Author: Guest Blogger on 05/29/2015
A profound moment in immigration history is upon us. Through change in administrative rules, certain H-4 visa holders were able to begin applying for work authorization on May 26. This privilege did not come about easily. Activists, including H-4 spouses themselves, fought long and hard for it. While they had been advocating for years, the first glimmer of hope came in 2011 when the Department of Homeland Security proposed a new rule to extend work authorization to some within their ranks. But with still no action, supporters in 2014 stepped up their game and submitted their own petition to the White House, sparking engagement from the administration.
Almost four years after first being proposed, the rule became final in February, 2015. USCIS then announced it would begin accepting employment authorization applications in May. At a stakeholder meeting to discuss the new rule, USCIS Director Leon Rodriguez described how impressed he was by the persistence of advocates on this issue. And he revealed a rare insight into what happens to the targets of such advocacy — people like himself. Brand new to the position of director, and no doubt still settling in, he said he was fielding emails and phone calls every 15 minutes for eight months from people telling their stories of hardship. I am sure he felt the pressure!

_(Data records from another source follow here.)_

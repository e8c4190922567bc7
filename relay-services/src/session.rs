//! A client's event stream
//!
//! Dropping the stream (client disconnect, request cancelled) releases the
//! session and its subscriptions.

use std::pin::Pin;
use std::sync::Weak;
use std::task::{Context, Poll};

use pin_project::pin_project;
use relay_core::ClientId;
use tokio::sync::mpsc;
use tokio_stream::wrappers::ReceiverStream;
use tokio_stream::Stream;

use crate::broadcaster::SharedEvent;
use crate::registry::SessionRegistry;

/// Stream of events for one client session
#[pin_project]
pub struct ClientSession {
    id: ClientId,
    #[pin]
    events: ReceiverStream<SharedEvent>,
    guard: SessionGuard,
}

impl ClientSession {
    pub(crate) fn new(
        id: ClientId,
        receiver: mpsc::Receiver<SharedEvent>,
        registry: Weak<SessionRegistry>,
    ) -> Self {
        Self {
            id,
            events: ReceiverStream::new(receiver),
            guard: SessionGuard { id, registry },
        }
    }

    pub fn id(&self) -> ClientId {
        self.id
    }
}

impl Stream for ClientSession {
    type Item = SharedEvent;

    fn poll_next(self: Pin<&mut Self>, cx: &mut Context<'_>) -> Poll<Option<Self::Item>> {
        self.project().events.poll_next(cx)
    }

    fn size_hint(&self) -> (usize, Option<usize>) {
        self.events.size_hint()
    }
}

impl std::fmt::Debug for ClientSession {
    fn fmt(&self, f: &mut std::fmt::Formatter<'_>) -> std::fmt::Result {
        f.debug_struct("ClientSession").field("id", &self.id).finish()
    }
}

/// Releases the session when the stream goes away
struct SessionGuard {
    id: ClientId,
    registry: Weak<SessionRegistry>,
}

impl Drop for SessionGuard {
    fn drop(&mut self) {
        if let Some(registry) = self.registry.upgrade() {
            registry.close(self.id);
        }
    }
}
// ============================================================================
// Commands and Events
// ============================================================================

/// Command sent to the connection task
#[derive(Debug, Clone, PartialEq, Eq)]
pub enum UpstreamCommand {
    Subscribe(Vec<ChannelSpec>),
    Unsubscribe(Vec<ChannelSpec>),
    /// Reset the retry counter and connect again
    Reconnect,
    Shutdown,
}

/// Event emitted by the connection task
#[derive(Debug, Clone, PartialEq)]
pub enum UpstreamEvent {
    /// Connection state change
    State {
        state: ConnectionState,
        authenticated: bool,
    },
    /// Channel data to relay
    Frame(UpstreamFrame),
    /// Connection lost
    Closed { reason: String },
    /// Connection attempt or live connection failed
    Error {
        kind: ConnectionErrorKind,
        message: String,
    },
    /// Automatic reconnection stopped after this many consecutive failures
    ReconnectExhausted { attempts: u32 },
}

/// Point-in-time view of the connector
#[derive(Debug, Clone, Default, PartialEq, Eq, Serialize)]
pub struct DeltaStatus {
    pub state: ConnectionState,
    pub authenticated: bool,
    pub reconnect_attempts: u32,
    pub subscriptions: usize,
    pub exhausted: bool,
}

// ============================================================================
// Delta WebSocket Client
// ============================================================================

/// Channels handed to the connection task when it starts
struct TaskChannels {
    command_rx: mpsc::UnboundedReceiver<UpstreamCommand>,
    event_tx: mpsc::Sender<UpstreamEvent>,
}

/// Delta WebSocket client handle
pub struct DeltaWebSocket {
    config: DeltaWebSocketConfig,
    command_tx: mpsc::UnboundedSender<UpstreamCommand>,
    /// Taken by the first `start()`; `None` afterwards
    pending: Mutex<Option<TaskChannels>>,
    status: Arc<RwLock<DeltaStatus>>,
    /// Guard against starting a second connection task
    started: AtomicBool,
}

impl DeltaWebSocket {
    /// Create a new Delta WebSocket client. Does not connect yet.
    ///
    /// Subscriptions issued before `start()` are queued and flushed once
    /// the connection opens.
    pub fn new(config: DeltaWebSocketConfig) -> (Self, mpsc::Receiver<UpstreamEvent>) {
        let (command_tx, command_rx) = mpsc::unbounded_channel();
        let (event_tx, event_rx) = mpsc::channel(EVENT_CHANNEL_CAPACITY);

        (
            Self {
                config,
                command_tx,
                pending: Mutex::new(Some(TaskChannels {
                    command_rx,
                    event_tx,
                })),
                status: Arc::new(RwLock::new(DeltaStatus::default())),
                started: AtomicBool::new(false),
            },
            event_rx,
        )
    }

    /// Start the connection task. Calling it again is a no-op.
    pub fn start(&self) -> RelayResult<()> {
        if self.started.swap(true, Ordering::SeqCst) {
            debug!("[Delta WS] Connection task already started");
            return Ok(());
        }

        self.config.validate()?;

        let channels = self
            .pending
            .lock()
            .take()
            .ok_or_else(|| RelayError::internal("connection task channels already taken"))?;

        let task = ConnectionTask {
            policy: self.config.reconnect_policy(),
            config: self.config.clone(),
            command_rx: channels.command_rx,
            event_tx: channels.event_tx,
            status: Arc::clone(&self.status),
            desired: BTreeSet::new(),
        };

        tokio::spawn(task.run());
        Ok(())
    }

    fn send(&self, command: UpstreamCommand) -> RelayResult<()> {
        self.command_tx
            .send(command)
            .map_err(|_| RelayError::internal("Delta connection task has stopped"))
    }

    /// Subscribe to channels upstream (queued while disconnected)
    pub fn subscribe(&self, channels: Vec<ChannelSpec>) -> RelayResult<()> {
        if channels.is_empty() {
            return Ok(());
        }
        self.send(UpstreamCommand::Subscribe(channels))
    }

    /// Unsubscribe from channels upstream
    pub fn unsubscribe(&self, channels: Vec<ChannelSpec>) -> RelayResult<()> {
        if channels.is_empty() {
            return Ok(());
        }
        self.send(UpstreamCommand::Unsubscribe(channels))
    }

    /// Connect again now instead of waiting out the backoff, resetting the
    /// retry counter. This is how a connector that exhausted its retries
    /// is revived.
    ///
    /// Ignored while a connection attempt is in flight or the connection is
    /// already open.
    pub fn reconnect(&self) -> RelayResult<()> {
        if self.status.read().state.is_in_flight() {
            info!("[Delta WS] Already connecting, skipping manual reconnect");
            return Ok(());
        }
        info!("[Delta WS] Manual reconnection requested");
        self.send(UpstreamCommand::Reconnect)
    }

    /// Close the connection and stop the task, cancelling any pending reconnect
    pub fn shutdown(&self) -> RelayResult<()> {
        self.send(UpstreamCommand::Shutdown)
    }

    pub fn status(&self) -> DeltaStatus {
        self.status.read().clone()
    }

    pub fn is_open(&self) -> bool {
        self.status.read().state == ConnectionState::Open
    }

    pub fn config(&self) -> &DeltaWebSocketConfig {
        &self.config
    }
}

So desperately needed, the new rule will allow H-4 visa holders to apply for work permits if their H-1B spouses have an approved I-140 or if they have had their H-1B extended beyond six years. It does not go far enough to allow all H-4 visa holders to get work authorization.
Incidentally, the H-4 rule was almost thwarted by a lawsuit filed by the group, Save Jobs USA (SJU), made up primarily of former technology workers at Southern California Edison (SCE). SJU wanted a preliminary injunction to stop the rule from taking effect this week.
In the suit, Save Jobs USA v. US Department of Homeland Security, SJU claimed that H-4 visa holders will make it harder for its members to find work. The group represents former SCE workers who claim they were fired from their positions and made to train H-1B replacement workers as a condition for receiving their severance packages. The organization argued that the new rule favoring H-4 spouses is arbitrary and capricious and must be invalidated because DHS lacks the authority to allow these spouses to work in the U.S. However, the law requires SJU to prove that without preliminary relief, its members would likely suffer irreparable harm and that issuing the injunction is in the public interest.
To meet the standard of irreparable harm, SJU had to prove, with sufficient evidence, that the purported injury is “certain, great, actual, imminent and beyond remediation.” To support its motion, the group submitted affidavits from three members who were former IT employees at SCE.
It also cited advertisements from IT placement firms seeking H-4 visa holders as evidence of competition. DHS argued — and the court accepted — that the ads were not for jobs but rather to provide training for H-4 visa holders.
The court held that SJU failed to meet the burden of proof for a preliminary injunction. SJU had argued that the harm was real because there would be increased competition from H-4 visa holders. But the court countered that the H-4 spouses will not be limited in their employment and could apply for jobs in retail, finance and myriad other industries. There was no proof they would apply for IT jobs and compete with SJU members. Speculative economic loss, the court said, was insufficient to prove severe loss. The court also held that the purported injury was not imminent since it takes months to process an application for employment authorization and it was uncertain when or if the competition would begin. The court also held that there was no harm beyond remediation because SJU members would find themselves in this same situation, with or without preliminary relief.
The court did acknowledge that both parties have compelling arguments: SJU seeks to protect its members while DHS would face difficulties if the H-4 employment authorization program, years in the making, had to be delayed. The court made no indication as to whether one argument was more compelling than the other.
In sum, SJU lobbed a Hail Mary in the hope of stopping this rule from being implemented. Luckily, it didn’t work. DHS’ win was not only a win for that agency, but for all advocates, including AILA. And it’s a victory for H-4 spouses and their families who have been fighting this battle for years. What a relief that we won’t have a repeat of the unfortunate circumstances playing out in Texas v. United States, where DAPA and extended DACA applicants still face an uncertain future. And although the case is not closed, for now, we can all feel victorious for our clients.
My hope is that H-4 visa holders who quickly find jobs will continue to communicate with us so we can collate evidence proving that the U.S. economy is better for having more resourceful and skilled workers in every industry. It would also prove that those who opposed the rule were wrong. And I hope that this proof will also pave the way for all H-4 visa holders to be eligible for work authorization, just like spouses of E-2 and L-1 visa holders.